* _Exercise directions_
In the records below, find the line that contains "emails end up" and the line that contains "#[derive(Debug, Clone)]". Set down exactly those lines and every line between them, and nothing more.

⟨

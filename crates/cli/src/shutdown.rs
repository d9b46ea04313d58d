// Copyright 2025 New Vector Ltd.
//
// SPDX-License-Identifier: AGPL-3.0-only OR LicenseRef-Element-Commercial
// Please see LICENSE files in the repository root for full details.

use std::time::Duration;

use tokio::signal::unix::{Signal, SignalKind};
use tokio_util::{sync::CancellationToken, task::TaskTracker};

/// How long the tracked tasks have to finish after the first signal
const GRACE_PERIOD: Duration = Duration::from_secs(60);

/// Coordinates the shutdown of the worker.
///
/// The first SIGTERM or SIGINT cancels the shutdown token: the scanner
/// finishes the account it is working on and stops. A second signal, or the
/// grace period running out, makes [`ShutdownManager::run`] return without
/// waiting any longer, and the remaining tasks are dropped with the runtime.
///
/// Long-running tasks should be spawned on the [`TaskTracker`], so that the
/// manager knows when they are all done.
pub struct ShutdownManager {
    shutdown_token: CancellationToken,
    task_tracker: TaskTracker,
    sigterm: Signal,
    sigint: Signal,
}

impl ShutdownManager {
    /// Create a new shutdown manager, installing the signal handlers
    ///
    /// # Errors
    ///
    /// Returns an error if the signal handler could not be installed
    pub fn new() -> Result<Self, std::io::Error> {
        Ok(Self {
            shutdown_token: CancellationToken::new(),
            task_tracker: TaskTracker::new(),
            sigterm: tokio::signal::unix::signal(SignalKind::terminate())?,
            sigint: tokio::signal::unix::signal(SignalKind::interrupt())?,
        })
    }

    #[must_use]
    pub fn task_tracker(&self) -> &TaskTracker {
        &self.task_tracker
    }

    #[must_use]
    pub fn shutdown_token(&self) -> CancellationToken {
        self.shutdown_token.clone()
    }

    async fn next_signal(&mut self) -> &'static str {
        tokio::select! {
            _ = self.sigterm.recv() => "SIGTERM",
            _ = self.sigint.recv() => "SIGINT",
        }
    }

    /// Run until every tracked task is done, or until the shutdown is forced
    pub async fn run(mut self) {
        let signal = self.next_signal().await;
        tracing::info!(signal, "Shutdown signal received, shutting down");

        self.shutdown_token.cancel();
        self.task_tracker.close();

        let tracker = self.task_tracker.clone();
        tokio::select! {
            signal = self.next_signal() => {
                tracing::warn!(signal, "Second shutdown signal received, abort");
            },
            () = tokio::time::sleep(GRACE_PERIOD) => {
                tracing::warn!("Shutdown timeout reached, abort");
            },
            () = tracker.wait() => {
                tracing::info!("All tasks are done, exiting");
            },
        }
    }
}
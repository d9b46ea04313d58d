// Copyright 2025 New Vector Ltd.
//
// SPDX-License-Identifier: AGPL-3.0-only OR LicenseRef-Element-Commercial
// Please see LICENSE files in the repository root for full details.

//! Backends the mailer hands messages to

use std::{
    collections::HashSet,
    ffi::OsString,
    num::NonZeroU16,
    sync::{Arc, Mutex, MutexGuard, PoisonError},
};

use async_trait::async_trait;
use lettre::{
    Address, AsyncTransport, Tokio1Executor,
    address::Envelope,
    transport::{
        sendmail::AsyncSendmailTransport,
        smtp::{AsyncSmtpTransport, authentication::Credentials},
    },
};
use thiserror::Error;

/// How the SMTP connection is secured
#[derive(Debug, Clone, Copy)]
pub enum SmtpMode {
    /// No encryption at all
    Plain,
    /// Upgrade a plain connection with `STARTTLS`
    StartTls,
    /// TLS from the start
    Tls,
}

/// Where renewal emails end up
///
/// Clones share the same backend.
#[derive(Default, Clone)]
pub struct Transport {
    backend: Arc<Backend>,
}

#[derive(Default)]
enum Backend {
    /// Drop everything, with a warning
    #[default]
    Blackhole,
    Smtp(AsyncSmtpTransport<Tokio1Executor>),
    Sendmail(AsyncSendmailTransport<Tokio1Executor>),
    /// Keep messages around, for tests
    Memory(MemoryOutbox),
}

/// A message captured by the in-memory transport
#[derive(Debug, Clone)]
pub struct SentMessage {
    /// The SMTP envelope of the message
    pub envelope: Envelope,

    /// The formatted message, headers included
    pub raw: Vec<u8>,
}

impl SentMessage {
    /// The formatted message as a string
    #[must_use]
    pub fn as_string(&self) -> String {
        String::from_utf8_lossy(&self.raw).into_owned()
    }
}

#[derive(Default)]
struct MemoryOutbox {
    sent: Mutex<Vec<SentMessage>>,
    rejected: Mutex<HashSet<Address>>,
}

impl Transport {
    fn with_backend(backend: Backend) -> Self {
        Self {
            backend: Arc::new(backend),
        }
    }

    /// A transport which drops every message
    #[must_use]
    pub fn blackhole() -> Self {
        Self::with_backend(Backend::Blackhole)
    }

    /// Relay messages through an SMTP server
    ///
    /// The port defaults to the standard one for the chosen mode.
    ///
    /// # Errors
    ///
    /// Returns an error if the TLS parameters for `hostname` could not be set
    /// up
    pub fn smtp(
        mode: SmtpMode,
        hostname: &str,
        port: Option<NonZeroU16>,
        credentials: Option<Credentials>,
    ) -> Result<Self, lettre::transport::smtp::Error> {
        type Smtp = AsyncSmtpTransport<Tokio1Executor>;
        let builder = match mode {
            SmtpMode::Plain => Smtp::builder_dangerous(hostname),
            SmtpMode::StartTls => Smtp::starttls_relay(hostname)?,
            SmtpMode::Tls => Smtp::relay(hostname)?,
        };

        let builder = match credentials {
            Some(credentials) => builder.credentials(credentials),
            None => builder,
        };
        let builder = match port {
            Some(port) => builder.port(port.get()),
            None => builder,
        };

        Ok(Self::with_backend(Backend::Smtp(builder.build())))
    }

    /// Pipe messages to a local `sendmail` binary, the one on the `PATH` when
    /// no command is given
    #[must_use]
    pub fn sendmail(command: Option<impl Into<OsString>>) -> Self {
        let transport = match command {
            Some(command) => AsyncSendmailTransport::new_with_command(command),
            None => AsyncSendmailTransport::new(),
        };
        Self::with_backend(Backend::Sendmail(transport))
    }

    /// A transport which records the messages it accepts
    #[doc(hidden)]
    #[must_use]
    pub fn memory() -> Self {
        Self::with_backend(Backend::Memory(MemoryOutbox::default()))
    }

    /// Make the in-memory transport refuse messages for this recipient
    #[doc(hidden)]
    pub fn reject_recipient(&self, address: Address) {
        if let Backend::Memory(outbox) = &*self.backend {
            lock(&outbox.rejected).insert(address);
        }
    }

    /// Messages accepted by the in-memory transport so far
    #[doc(hidden)]
    #[must_use]
    pub fn sent_messages(&self) -> Vec<SentMessage> {
        match &*self.backend {
            Backend::Memory(outbox) => lock(&outbox.sent).clone(),
            _ => Vec::new(),
        }
    }

    /// Check that the SMTP server accepts connections. Other backends always
    /// succeed.
    ///
    /// # Errors
    ///
    /// Returns an error if the SMTP server could not be reached
    pub async fn test_connection(&self) -> Result<(), Error> {
        if let Backend::Smtp(transport) = &*self.backend {
            transport.test_connection().await?;
        }

        Ok(())
    }
}

fn lock<T>(mutex: &Mutex<T>) -> MutexGuard<'_, T> {
    mutex.lock().unwrap_or_else(PoisonError::into_inner)
}

#[derive(Debug, Error)]
#[error(transparent)]
pub enum Error {
    Smtp(#[from] lettre::transport::smtp::Error),
    Sendmail(#[from] lettre::transport::sendmail::Error),

    #[error("recipient {0} was rejected")]
    Rejected(Address),
}

#[async_trait]
impl AsyncTransport for Transport {
    type Ok = ();
    type Error = Error;

    async fn send_raw(&self, envelope: &Envelope, email: &[u8]) -> Result<Self::Ok, Self::Error> {
        match &*self.backend {
            Backend::Blackhole => {
                tracing::warn!("No email transport is configured, dropping a message");
            }
            Backend::Smtp(transport) => transport.send_raw(envelope, email).await.map(drop)?,
            Backend::Sendmail(transport) => transport.send_raw(envelope, email).await?,
            Backend::Memory(outbox) => {
                let rejected = lock(&outbox.rejected)
                    .iter()
                    .find(|address| envelope.to().contains(*address))
                    .cloned();
                if let Some(address) = rejected {
                    return Err(Error::Rejected(address));
                }

                lock(&outbox.sent).push(SentMessage {
                    envelope: envelope.clone(),
                    raw: email.to_vec(),
                });
            }
        }

        Ok(())
    }
}
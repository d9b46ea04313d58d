// Copyright 2025 New Vector Ltd.
//
// SPDX-License-Identifier: AGPL-3.0-only OR LicenseRef-Element-Commercial
// Please see LICENSE files in the repository root for full details.

use chrono::{DateTime, Utc};
use rand::{Rng, RngCore, distributions::Alphanumeric};
use serde::Serialize;
use ulid::Ulid;

use crate::InvalidTransitionError;

/// Number of characters in a generated renewal token
pub const RENEWAL_TOKEN_LENGTH: usize = 32;

/// The validity state of a user account
///
/// An account goes through a cycle: it is active until it gets within the
/// look-ahead window of its expiration, at which point a renewal email is
/// sent and `email_sent` is set. Renewing the account pushes `expires_at`
/// forward and clears the flag, which starts a new cycle.
#[derive(Debug, Clone, PartialEq, Eq, Serialize)]
pub struct AccountValidity {
    pub user_id: Ulid,
    pub expires_at: DateTime<Utc>,
    pub email_sent: bool,
}

impl AccountValidity {
    /// Whether the account is past its expiration date
    #[must_use]
    pub fn is_expired(&self, now: DateTime<Utc>) -> bool {
        self.expires_at <= now
    }

    /// The expiration date as milliseconds since the UNIX epoch, which is how
    /// it is exposed to the email templates
    #[must_use]
    pub fn expiration_ts(&self) -> i64 {
        self.expires_at.timestamp_millis()
    }
}

/// A renewal token, sent by email as part of the renewal link
#[derive(Debug, Clone, PartialEq, Eq, Serialize)]
pub struct RenewalToken {
    pub token: String,
    pub user_id: Ulid,
    pub created_at: DateTime<Utc>,
    pub consumed_at: Option<DateTime<Utc>>,
}

impl RenewalToken {
    /// Generate a random renewal token string
    pub fn generate(rng: &mut (impl RngCore + ?Sized)) -> String {
        rng.sample_iter(&Alphanumeric)
            .take(RENEWAL_TOKEN_LENGTH)
            .map(char::from)
            .collect()
    }

    /// Whether the token was already used to renew the account
    #[must_use]
    pub fn is_consumed(&self) -> bool {
        self.consumed_at.is_some()
    }

    /// Mark the token as consumed
    ///
    /// # Errors
    ///
    /// Returns an error if the token was already consumed
    pub fn consume(mut self, consumed_at: DateTime<Utc>) -> Result<Self, InvalidTransitionError> {
        if self.consumed_at.is_some() {
            return Err(InvalidTransitionError);
        }

        self.consumed_at = Some(consumed_at);
        Ok(self)
    }
}

#[cfg(test)]
mod tests {
    use chrono::TimeZone;
    use rand::SeedableRng;
    use rand_chacha::ChaChaRng;

    use super::*;

    #[test]
    fn generated_tokens_are_alphanumeric() {
        let mut rng = ChaChaRng::seed_from_u64(42);
        let first = RenewalToken::generate(&mut rng);
        let second = RenewalToken::generate(&mut rng);

        assert_eq!(first.len(), RENEWAL_TOKEN_LENGTH);
        assert!(first.chars().all(|c| c.is_ascii_alphanumeric()));
        assert_ne!(first, second);
    }

    #[test]
    fn consume_token_once() {
        let now = Utc.with_ymd_and_hms(2025, 1, 1, 0, 0, 0).unwrap();
        let token = RenewalToken {
            token: "abc".to_owned(),
            user_id: Ulid::nil(),
            created_at: now,
            consumed_at: None,
        };

        let token = token.consume(now).unwrap();
        assert!(token.is_consumed());
        assert!(token.consume(now).is_err());
    }

    #[test]
    fn expiration_ts_is_in_milliseconds() {
        let expires_at = Utc.timestamp_millis_opt(1_700_000_000_123).unwrap();
        let validity = AccountValidity {
            user_id: Ulid::nil(),
            expires_at,
            email_sent: false,
        };

        assert_eq!(validity.expiration_ts(), 1_700_000_000_123);
        assert!(!validity.is_expired(expires_at - chrono::Duration::seconds(1)));
        assert!(validity.is_expired(expires_at));
    }
}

⟩

* _Finished task_
/// Where renewal emails end up
///
/// Clones share the same backend.
#[derive(Default, Clone)]
pub struct Transport {
    backend: Arc<Backend>,
}

#[derive(Default)]
enum Backend {
    /// Drop everything, with a warning
    #[default]
    Blackhole,
    Smtp(AsyncSmtpTransport<Tokio1Executor>),
    Sendmail(AsyncSendmailTransport<Tokio1Executor>),
    /// Keep messages around, for tests
    Memory(MemoryOutbox),
}

/// A message captured by the in-memory transport
#[derive(Debug, Clone)]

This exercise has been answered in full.